My optimism was based on the rise of websites including the award-wining PolitiFact (http://www.politifact.com/) and the competing partisan sites Media Matters (http://mediamatters.org/) and NewsBusters (http://newsbusters.org/). Media/politics focused sites Mediaite (http://www.mediaite.com/), Politico (http://www.politico.com/) and The Daily Caller (http://dailycaller.com/) also offered hope politicians and pundits would be held to account.
I tell students I care about facts, statistics, and lab results. Since many, if not most, of the students with whom I work are business, technology, and science majors, they appreciate this emphasis on the empirical. But, it turns out even some of the most intellectually gifted students have limited interests in the fact checking of political claims.
Asking a student if she cared that PolitiFact ranked a statement by a particular politician a lie, her response was, "PolitiFact is worthless according to DailyKos." Of course, I've heard similar responses from other students, simply substituting the fact-checking and partisan sources. Left and right, fact checking is selective when it is pursued at all.
Logical, scientific students don't want to believe factual refutation of political statements supporting the biases of the students. I am surrounded by students with the highest SAT/ACT scores. These young men and women are more engaged politically and socially than most other people. And yet, they are as resistant, if not more so, to challenges of their deeply held assumptions than other media consumers.
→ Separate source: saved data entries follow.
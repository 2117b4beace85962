//! OS process launching for the three trigger strategies.
//!
//! [`plan`] turns a trigger plus the effective environment into a
//! [`LaunchPlan`]; a [`ProcessLauncher`] carries it out. [`OsLauncher`] is
//! the real implementation, tests substitute a recording one.

use std::fs::OpenOptions;
use std::panic::{catch_unwind, AssertUnwindSafe};
use std::path::{Path, PathBuf};
use std::process::{Command, Stdio};
use std::time::SystemTime;

use nix::sys::signal::kill;
use nix::unistd::{fork, ForkResult, Pid};
use resurrect_core::{Env, ProcessId, ResurrectError, Result};
use tracing::{debug, error, info};

use crate::trigger::{ReadinessCheck, Trigger};

pub use nix::sys::signal::Signal;

/// Shell used for one-shot triggers.
const SHELL: &str = "/bin/sh";
/// Periodic-execution wrapper used for interval triggers.
const WATCH: &str = "watch";

/// A fully resolved description of the process to spawn.
#[derive(Debug, Clone)]
pub enum LaunchPlan {
    /// Exec `program` with `args`; the child's environment is exactly `env`.
    Command {
        program: String,
        args: Vec<String>,
        env: Env,
    },
    /// Fork, install `env`, run `check`, then touch `marker` on success.
    Check {
        check: ReadinessCheck,
        marker: PathBuf,
        env: Env,
    },
}

impl LaunchPlan {
    pub fn env(&self) -> &Env {
        match self {
            LaunchPlan::Command { env, .. } | LaunchPlan::Check { env, .. } => env,
        }
    }
}

/// Build the launch plan for `trigger` re-invoking `dispatch`.
pub fn plan(trigger: &Trigger, dispatch: &Path, env: Env) -> LaunchPlan {
    let entrypoint = shell_quote(&dispatch.to_string_lossy());
    match trigger {
        Trigger::Check(check) => LaunchPlan::Check {
            check: check.clone(),
            marker: dispatch.to_path_buf(),
            env,
        },
        // watch hands its command to `sh -c`, hence the quoting.
        Trigger::Every(interval) => LaunchPlan::Command {
            program: WATCH.to_string(),
            args: vec!["-n".to_string(), interval.as_secs().to_string(), entrypoint],
            env,
        },
        Trigger::Oneshot(delay) => LaunchPlan::Command {
            program: SHELL.to_string(),
            args: vec![
                "-c".to_string(),
                format!("sleep {}; {}", delay.as_secs(), entrypoint),
            ],
            env,
        },
    }
}

/// Spawns re-dispatch processes and signals them.
pub trait ProcessLauncher: Send + Sync {
    /// Start the process described by `plan` without waiting for it.
    fn launch(&self, plan: &LaunchPlan) -> Result<ProcessId>;

    /// Deliver `signal` to `pid`. Does not wait for the process to exit.
    fn signal(&self, pid: ProcessId, signal: Signal) -> Result<()>;
}

/// Launches real OS processes.
#[derive(Debug, Default, Clone, Copy)]
pub struct OsLauncher;

impl ProcessLauncher for OsLauncher {
    fn launch(&self, plan: &LaunchPlan) -> Result<ProcessId> {
        match plan {
            LaunchPlan::Command { program, args, env } => spawn_command(program, args, env),
            LaunchPlan::Check { check, marker, env } => fork_check(check, marker, env),
        }
    }

    fn signal(&self, pid: ProcessId, signal: Signal) -> Result<()> {
        let raw = pid.as_raw();
        // kill(2) treats 0 and negative pids as process groups.
        let target = i32::try_from(raw)
            .ok()
            .filter(|p| *p > 0)
            .ok_or_else(|| ResurrectError::Signal {
                pid: raw,
                reason: "not a single-process pid".to_string(),
            })?;

        kill(Pid::from_raw(target), signal).map_err(|e| ResurrectError::Signal {
            pid: raw,
            reason: e.to_string(),
        })?;
        debug!(pid = raw, %signal, "signal delivered");
        Ok(())
    }
}

fn spawn_command(program: &str, args: &[String], env: &Env) -> Result<ProcessId> {
    debug!(program, ?args, "spawning re-dispatch command");
    // The child is not waited on; it outlives this hook invocation.
    let child = Command::new(program)
        .args(args)
        .env_clear()
        .envs(env)
        .stdin(Stdio::null())
        .spawn()
        .map_err(|e| ResurrectError::Spawn(format!("{program}: {e}")))?;
    Ok(ProcessId(child.id()))
}

fn fork_check(check: &ReadinessCheck, marker: &Path, env: &Env) -> Result<ProcessId> {
    debug!(check = check.name(), marker = %marker.display(), "forking readiness check");

    // SAFETY: the child never returns into the caller's frames. It runs the
    // check with panics contained, then leaves through `_exit`.
    match unsafe { fork() }.map_err(|e| ResurrectError::Spawn(format!("fork: {e}")))? {
        ForkResult::Parent { child } => Ok(ProcessId(child.as_raw() as u32)),
        ForkResult::Child => {
            let code = catch_unwind(AssertUnwindSafe(|| run_check_child(check, marker, env)))
                .unwrap_or(101);
            // SAFETY: terminating the forked child without running the
            // parent's atexit handlers or destructors.
            unsafe { libc::_exit(code) }
        }
    }
}

/// Body of the forked readiness child. Returns the exit code.
fn run_check_child(check: &ReadinessCheck, marker: &Path, env: &Env) -> i32 {
    replace_process_env(env);

    if let Err(e) = check.run() {
        error!(check = check.name(), "readiness check failed: {e}");
        return 1;
    }

    match touch(marker) {
        Ok(()) => {
            info!(check = check.name(), marker = %marker.display(), "readiness reached");
            0
        }
        Err(e) => {
            error!(marker = %marker.display(), "touch failed: {e}");
            2
        }
    }
}

/// Make `env` the whole process environment.
fn replace_process_env(env: &Env) {
    let current: Vec<_> = std::env::vars_os().map(|(k, _)| k).collect();
    for key in current {
        std::env::remove_var(key);
    }
    for (k, v) in env {
        std::env::set_var(k, v);
    }
}

/// Create `path` if missing and bump its modification time.
pub(crate) fn touch(path: &Path) -> Result<()> {
    let file = OpenOptions::new().create(true).append(true).open(path)?;
    file.set_modified(SystemTime::now())?;
    Ok(())
}

/// Quote `s` for POSIX `sh`.
fn shell_quote(s: &str) -> String {
    format!("'{}'", s.replace('\'', r"'\''"))
}
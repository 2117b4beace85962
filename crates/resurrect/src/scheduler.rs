use std::path::PathBuf;
use std::sync::Arc;

use resurrect_core::config::{
    ResurrectConfig, DEFAULT_KEY, DISPATCH_FILE, JUJU_CHARM_DIR, JUJU_DISPATCH_PATH,
    OPERATOR_DISPATCH,
};
use resurrect_core::types::hook_path;
use resurrect_core::{Env, ProcessId, ResurrectError, Result};
use resurrect_hooks::{Dispatcher, HookHandler};
use resurrect_store::StateStore;
use tracing::{debug, info, warn};

use crate::launcher::{self, OsLauncher, ProcessLauncher, Signal};
use crate::state::{ResurrectState, StateSlot};
use crate::trigger::{ReadinessCheck, Trigger};

/// Signal `stop` sends unless told otherwise.
pub const DEFAULT_STOP_SIGNAL: Signal = Signal::SIGKILL;

/// Immutable per-scheduler settings.
#[derive(Debug, Clone)]
pub struct ResurrectOptions {
    /// State slot name and self-dispatch hook name.
    pub key: String,
    /// Start without warning when no environment was primed.
    pub allow_empty_env: bool,
    /// Overrides `$JUJU_CHARM_DIR` when locating `dispatch`.
    pub charm_dir: Option<PathBuf>,
}

impl Default for ResurrectOptions {
    fn default() -> Self {
        Self {
            key: DEFAULT_KEY.to_string(),
            allow_empty_env: false,
            charm_dir: None,
        }
    }
}

impl From<&ResurrectConfig> for ResurrectOptions {
    fn from(config: &ResurrectConfig) -> Self {
        Self {
            key: config.key.clone(),
            allow_empty_env: config.allow_empty_env,
            charm_dir: config.charm_dir.clone(),
        }
    }
}

/// Flags for [`Resurrect::prime_with`].
#[derive(Debug, Clone, Copy)]
pub struct PrimeOptions {
    /// Replace an existing snapshot without warning.
    pub overwrite: bool,
    /// Start from the current process environment rather than an empty one.
    pub use_process_env: bool,
}

impl Default for PrimeOptions {
    fn default() -> Self {
        Self {
            overwrite: false,
            use_process_env: true,
        }
    }
}

/// Schedules re-invocations of the charm's own dispatch entrypoint.
///
/// All state lives in the injected [`StateStore`]; the struct itself is
/// rebuilt on every hook invocation.
pub struct Resurrect {
    trigger: Trigger,
    options: ResurrectOptions,
    state: StateSlot,
    launcher: Arc<dyn ProcessLauncher>,
}

impl Resurrect {
    /// Attach a scheduler to `store`, creating default state on first use.
    pub fn new(
        trigger: Trigger,
        options: ResurrectOptions,
        store: Arc<dyn StateStore>,
    ) -> Result<Self> {
        Self::with_launcher(trigger, options, store, Arc::new(OsLauncher))
    }

    pub fn with_launcher(
        trigger: Trigger,
        options: ResurrectOptions,
        store: Arc<dyn StateStore>,
        launcher: Arc<dyn ProcessLauncher>,
    ) -> Result<Self> {
        trigger.validate()?;
        if options.key.is_empty() {
            return Err(ResurrectError::Config("key must not be empty".to_string()));
        }

        let state = StateSlot::new(store, options.key.clone());
        state.set_default()?;

        debug!(key = %options.key, trigger = trigger.kind(), "resurrect attached");
        Ok(Self {
            trigger,
            options,
            state,
            launcher,
        })
    }

    /// Build from loaded config. `check` and `config.trigger` are mutually
    /// exclusive and one of them must be present.
    pub fn from_config(
        config: &ResurrectConfig,
        check: Option<ReadinessCheck>,
        store: Arc<dyn StateStore>,
    ) -> Result<Self> {
        let trigger = match (check, &config.trigger) {
            (Some(_), Some(_)) => {
                return Err(ResurrectError::Config(
                    "a readiness check cannot be combined with a configured trigger".to_string(),
                ))
            }
            (Some(check), None) => Trigger::Check(check),
            (None, Some(timer)) => Trigger::try_from(timer)?,
            (None, None) => Trigger::from_parts(None, None, None)?,
        };
        Self::new(trigger, ResurrectOptions::from(config), store)
    }

    pub fn key(&self) -> &str {
        &self.options.key
    }

    pub fn trigger(&self) -> &Trigger {
        &self.trigger
    }

    /// Hook name the completion is delivered under.
    pub fn trigger_hook(&self) -> &str {
        &self.options.key
    }

    /// Dispatch path written into the spawned environment, e.g. `hooks/resurrect`.
    pub fn hook_path(&self) -> String {
        hook_path(&self.options.key)
    }

    /// Subscribe `handler` to this scheduler's completion.
    pub fn observe_trigger(&self, dispatcher: &Dispatcher, handler: impl HookHandler + 'static) {
        dispatcher.observe(self.trigger_hook(), handler);
    }

    /// Snapshot of the persisted state.
    pub fn state(&self) -> Result<ResurrectState> {
        self.state.load()
    }

    /// The outstanding re-dispatch process, if any.
    pub fn pid(&self) -> Result<Option<ProcessId>> {
        Ok(self.state.load()?.pid)
    }

    pub fn is_started(&self) -> Result<bool> {
        Ok(self.pid()?.is_some())
    }

    /// Capture the process environment plus `overrides` for later runs.
    pub fn prime(&self, overrides: Env) -> Result<()> {
        self.prime_with(overrides, PrimeOptions::default())
    }

    /// Store a base environment (process env or empty) with `overrides`
    /// merged on top. Re-priming is allowed; it only logs.
    pub fn prime_with(&self, overrides: Env, opts: PrimeOptions) -> Result<()> {
        let current = self.state.load()?;

        if let Some(pid) = current.pid {
            if matches!(self.trigger, Trigger::Every(_)) {
                warn!(%pid, "re-priming an already running command");
            } else {
                info!(
                    %pid,
                    "re-priming an already launched command; this only takes effect after a restart"
                );
            }
        }

        if !current.env.is_empty() && !opts.overwrite {
            warn!(key = %self.options.key, "already primed; overriding");
        }

        let mut env = if opts.use_process_env {
            process_env()
        } else {
            Env::new()
        };
        env.extend(overrides);

        debug!(vars = env.len(), "environment primed");
        self.state.update(|s| s.env = env)?;
        Ok(())
    }

    /// Launch the re-dispatch process and record its pid.
    ///
    /// `env` replaces the primed snapshot for this launch when it is present
    /// and non-empty.
    pub fn start(&self, env: Option<Env>) -> Result<ProcessId> {
        let current = self.state.load()?;

        if let Some(pid) = current.pid {
            if self.trigger.is_long_running() {
                warn!(%pid, "resurrect is already running");
            }
        }

        let mut env = match env {
            Some(env) if !env.is_empty() => env,
            _ => {
                debug!("using stored env");
                current.env
            }
        };

        if env.is_empty() && !self.options.allow_empty_env {
            warn!(
                "launching resurrect process with empty env; dispatch will most likely fail"
            );
        }

        let hook = self.hook_path();
        info!(
            previous = env.get(JUJU_DISPATCH_PATH).map(String::as_str).unwrap_or(""),
            %hook,
            "overriding dispatch path"
        );
        env.insert(JUJU_DISPATCH_PATH.to_string(), hook);
        // Without the marker the host looks for a hook registered on the charm
        // itself instead of routing to ours.
        env.insert(OPERATOR_DISPATCH.to_string(), "1".to_string());

        let dispatch = self.dispatch_entrypoint()?;
        let plan = launcher::plan(&self.trigger, &dispatch, env);
        let pid = self.launcher.launch(&plan)?;

        info!(%pid, trigger = self.trigger.kind(), "resurrect process running");
        self.state.update(|s| s.pid = Some(pid))?;
        Ok(pid)
    }

    /// Signal the outstanding process (or `pid`) and forget it.
    ///
    /// The stored pid is cleared even when signaling fails; the signaling
    /// error is still returned. Termination is never confirmed.
    pub fn stop(&self, pid: Option<ProcessId>, signal: Signal) -> Result<()> {
        let target = match pid {
            Some(pid) => pid,
            None => self.state.load()?.pid.ok_or(ResurrectError::NotStarted)?,
        };

        let signalled = self.launcher.signal(target, signal);
        self.state.update(|s| s.pid = None)?;

        match &signalled {
            Ok(()) => info!(pid = %target, %signal, "resurrect process signalled"),
            Err(e) => warn!(pid = %target, %signal, "signal failed, pid forgotten anyway: {e}"),
        }
        signalled
    }

    fn dispatch_entrypoint(&self) -> Result<PathBuf> {
        let charm_dir = self
            .options
            .charm_dir
            .clone()
            .or_else(|| std::env::var_os(JUJU_CHARM_DIR).map(PathBuf::from))
            .ok_or_else(|| ResurrectError::MissingEnv {
                var: JUJU_CHARM_DIR.to_string(),
            })?;
        Ok(charm_dir.join(DISPATCH_FILE))
    }
}

/// Current process environment. Non-UTF-8 entries cannot be persisted and
/// are skipped.
fn process_env() -> Env {
    std::env::vars_os()
        .filter_map(|(k, v)| Some((k.into_string().ok()?, v.into_string().ok()?)))
        .collect()
}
I dedicate much class time to our flawed ability to consider competing facts. Humans are not reasonable, logical computing devices. We tend to reach conclusions and then justify those conclusions by selectively accepting and rejecting information. The research on this problem is extensive. I provide various journal articles to students and almost universally they claim to be above such human weaknesses. But, we all filter media and must struggle to get beyond that instinct.
But, I had hoped that the explosion in fact-checking sites and easy access to a myriad of opinions would lead people to be curious. I imagined more people reading sources from across the political spectrum. The Web was going to elevate public discourse because someone was always going to check the statements of political figures.
I was wrong.
Instead, it turns out people stick to like-minded, biased, and often uncivil sources. Website readers are often profiled statistically for advertisers and political organizations. The reports reveal that we have become less interested in other points of view.
Why doesn't fact checking matter? For a rhetoric instructor, it is disappointing.